Karanlık bekleyişin ardından muhalefetin pes etmesiyle taraftarlarının sokaklara döküldüğü, CB’nin önce balkon konuşması yapacağı sonra Pazartesi, tekrar gece 02’lerde yapıldığı, muhalefetin onca galeyana rağmen birden sustuğu bir seçim gecesi yaşadık.

Muhalefetin sesinin kesilmesiyle sokaklar karnavala döndü.

Bir futbol maçı gibi sokağa dökülenler, araba konvoyları ve kornalarla zafer çığlıkları atanlar, düşmanı(!) yenmenin sevinciyle sermest oldular.

İktidar yanlıları aslında neyi kutladıklarının farkında oldular mı bilinmez, ama bilinen bir hakikat var ki, zulüm altında inleyen mağdur ve mazlûm gözyaşının kurumadığı, yürek yangınları üstüne bir kutlama yaptılar.

Bazısı yeğenini, kimisi akrabasını, komşusunu, damadının suçsuz yere hapislerde tutulduğunu kutlamış olabilirler mi? 

Ya da içlerinde tanıdıkları bazı garipler var ki, sebepsiz yere “şucu”dur denilerek konsolosluklara şikâyet edilişlerini bildikleri halde, tutuklanma korkusuyla izne gidemeyip vatan hasretini bir beş yıl daha uzatmak demek olan “bizim parti kazandı” kahkahalarını kutluyor olabilirler mi?

Kutluyorlar, ama soğan kurunun dolar kurunu geçmesini...

Dolar 5, euro 6, benzinin 7 TL’ye dayandığı bir pahalılıkta, Bağ-Kur emekli maaşının 1200 TL (200 euro) olduğu bir geçim zorluğunu...

Bilinmeyen maceralarla girdiğimiz, sınır ötesi harekâtta, Mehmetçik’in şehit haberlerini...

İşsizliğin yüksek boyutlarda seyrettiği, evine ekmek götüremeyip kahvehanelerde ömür tüketen gençlerin avareliğini...
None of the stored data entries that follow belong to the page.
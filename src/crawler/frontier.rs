//! Crawl frontier: the visited set and the pending FIFO queue
//!
//! The frontier is the single place that decides whether a discovered URL
//! will ever be fetched. `offer` applies, in order:
//! - URL identity (fragment stripped, http(s) only)
//! - the same-host scope of the seed
//! - visited, in-flight and pending deduplication
//!
//! URLs are handed out in the order they were first accepted, which makes the
//! traversal breadth-first.

use crate::url::{extract_host, normalize_url};
use std::collections::{HashSet, VecDeque};
use url::Url;

/// Traversal state of one crawl run
#[derive(Debug, Default)]
pub struct Frontier {
    /// Host every accepted URL must carry (taken from the seed)
    host: Option<String>,

    /// URLs whose processing finished, successfully or not
    visited: HashSet<String>,

    /// URLs popped but not yet marked visited
    in_flight: HashSet<String>,

    /// Membership index for `queue`
    pending: HashSet<String>,

    /// URLs awaiting a visit, in acceptance order
    queue: VecDeque<Url>,
}

impl Frontier {
    /// Creates an empty frontier with no scope
    pub fn new() -> Self {
        Self::default()
    }

    /// Clears all state and enqueues the seed
    ///
    /// The seed's host becomes the scope for every later `offer`.
    pub fn reset(&mut self, seed: &Url) {
        let mut seed = seed.clone();
        seed.set_fragment(None);

        self.host = extract_host(&seed);
        self.visited.clear();
        self.in_flight.clear();
        self.pending.clear();
        self.queue.clear();

        self.pending.insert(seed.as_str().to_string());
        self.queue.push_back(seed);
    }

    /// Removes and returns the oldest pending URL
    ///
    /// The URL stays in flight until [`Frontier::mark_visited`] is called, and
    /// cannot be offered again in the meantime.
    pub fn pop(&mut self) -> Option<Url> {
        let url = self.queue.pop_front()?;
        self.pending.remove(url.as_str());
        self.in_flight.insert(url.as_str().to_string());
        Some(url)
    }

    /// Records that a URL has been processed (successfully or not)
    pub fn mark_visited(&mut self, url: &Url) {
        let key = identity(url);
        self.in_flight.remove(&key);
        self.pending.remove(&key);
        self.queue.retain(|queued| queued.as_str() != key);
        self.visited.insert(key);
    }

    /// Offers a discovered URL to the frontier
    ///
    /// Returns true if the URL was accepted and enqueued. A URL is rejected if
    /// it is not http(s), lies outside the seed's host, or is already visited,
    /// in flight or pending.
    pub fn offer(&mut self, url: &Url) -> bool {
        let url = match normalize_url(url.as_str()) {
            Ok(url) => url,
            Err(_) => return false,
        };

        if self.host.is_none() || extract_host(&url) != self.host {
            return false;
        }

        let key = url.as_str();
        if self.visited.contains(key) || self.in_flight.contains(key) || self.pending.contains(key)
        {
            return false;
        }

        self.pending.insert(key.to_string());
        self.queue.push_back(url);
        true
    }

    /// Returns true if the URL has been marked visited
    #[cfg(test)]
    pub fn is_visited(&self, url: &Url) -> bool {
        self.visited.contains(&identity(url))
    }

    /// Number of URLs marked visited
    pub fn visited_count(&self) -> usize {
        self.visited.len()
    }

    /// Number of URLs popped and not yet marked visited
    #[cfg(test)]
    pub fn in_flight_count(&self) -> usize {
        self.in_flight.len()
    }

    /// Number of URLs waiting in the queue
    pub fn pending_len(&self) -> usize {
        self.queue.len()
    }

    /// Returns true if no URL is waiting
    pub fn is_empty(&self) -> bool {
        self.queue.is_empty()
    }

    /// Discards every pending URL
    pub fn discard_pending(&mut self) -> usize {
        let discarded = self.queue.len();
        self.queue.clear();
        self.pending.clear();
        discarded
    }
}

fn identity(url: &Url) -> String {
    let mut url = url.clone();
    url.set_fragment(None);
    url.as_str().to_string()
}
Selefist bir anlayışın hakim olduğu, dezenformasyonlarla cemaatlere bakışın menfi olduğu bir hengâmede, çocuğunu Kur’ân dersi için verdiği dershaneden geri çektiği bir sürecin devam etmesini...
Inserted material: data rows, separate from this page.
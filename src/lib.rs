//! Site-Harvester: a bounded single-domain web harvester
//!
//! This crate crawls one site breadth-first from a seed URL, extracts the
//! visible text and embedded images of every page, stores both in a
//! content-addressed blob area and records one page record per crawled page.

pub mod config;
pub mod crawler;
pub mod output;
pub mod state;
pub mod storage;
pub mod url;

use thiserror::Error;

/// Main error type for Site-Harvester operations
///
/// Only invocation-level failures surface here. Page and image fetch failures
/// are absorbed by the coordinator and never reach the caller.
#[derive(Debug, Error)]
pub enum HarvestError {
    #[error("Invalid input: {0}")]
    InvalidInput(String),

    #[error("Configuration error: {0}")]
    Config(#[from] ConfigError),

    #[error("Storage error: {0}")]
    Storage(#[from] storage::StorageError),

    #[error("URL error: {0}")]
    Url(#[from] UrlError),

    #[error("HTTP client error: {0}")]
    HttpClient(#[from] reqwest::Error),

    #[error("Invalid state transition: {from:?} -> {to:?}")]
    InvalidTransition {
        from: state::CrawlState,
        to: state::CrawlState,
    },

    #[error("IO error: {0}")]
    Io(#[from] std::io::Error),
}

/// Configuration-specific errors
#[derive(Debug, Error)]
pub enum ConfigError {
    #[error("Failed to read config file: {0}")]
    Io(#[from] std::io::Error),

    #[error("Failed to parse TOML: {0}")]
    Parse(#[from] toml::de::Error),

    #[error("Validation error: {0}")]
    Validation(String),
}

/// URL-specific errors
#[derive(Debug, Error)]
pub enum UrlError {
    #[error("Failed to parse URL: {0}")]
    Parse(String),

    #[error("Invalid URL scheme: {0}")]
    InvalidScheme(String),

    #[error("Missing host in URL")]
    MissingHost,
}

/// Result type alias for Site-Harvester operations
pub type Result<T> = std::result::Result<T, HarvestError>;

/// Result type alias for configuration operations
pub type ConfigResult<T> = std::result::Result<T, ConfigError>;

/// Result type alias for URL operations
pub type UrlResult<T> = std::result::Result<T, UrlError>;

// Re-export commonly used types
pub use config::Config;
pub use crawler::{run_crawl, CrawlRequest, CrawlSummary, ImageRecord, PageRecord};
pub use output::CrawlSummaryResponse;
pub use state::CrawlState;
pub use crate::url::{extract_host, normalize_url, same_host};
Cemaatlerden kaçış yüzünden aidatların kesildiği, imkânsızlık yüzünden kapanmakla karşı karşıya kalan dershaneleri..

Sahi kutlanan nedir? 

SALTANATÇILARIN ZAFERİ

Kötü giden ekonomiye rağmen...

Millet kamplara bölünmüş, hain, millî ayırımına rağmen...

Yüzbinlerce mağdur, işinden aşından edilmiş, hapishaneler masumlarla dolu iken...

Hiç bir konuşmasında eski kalabalıklar ve kekten başka bir vâdi yok iken...

Muhalefet gümbür gümbür meydanları doldurmuş, demokrasi beklentisi çok yüksek iken...

Anketlerde yüzde 5’leri zor bulan MHP’nin, hiçbir miting yapmadan lâzım olan yüzde 11’i alması ortada iken...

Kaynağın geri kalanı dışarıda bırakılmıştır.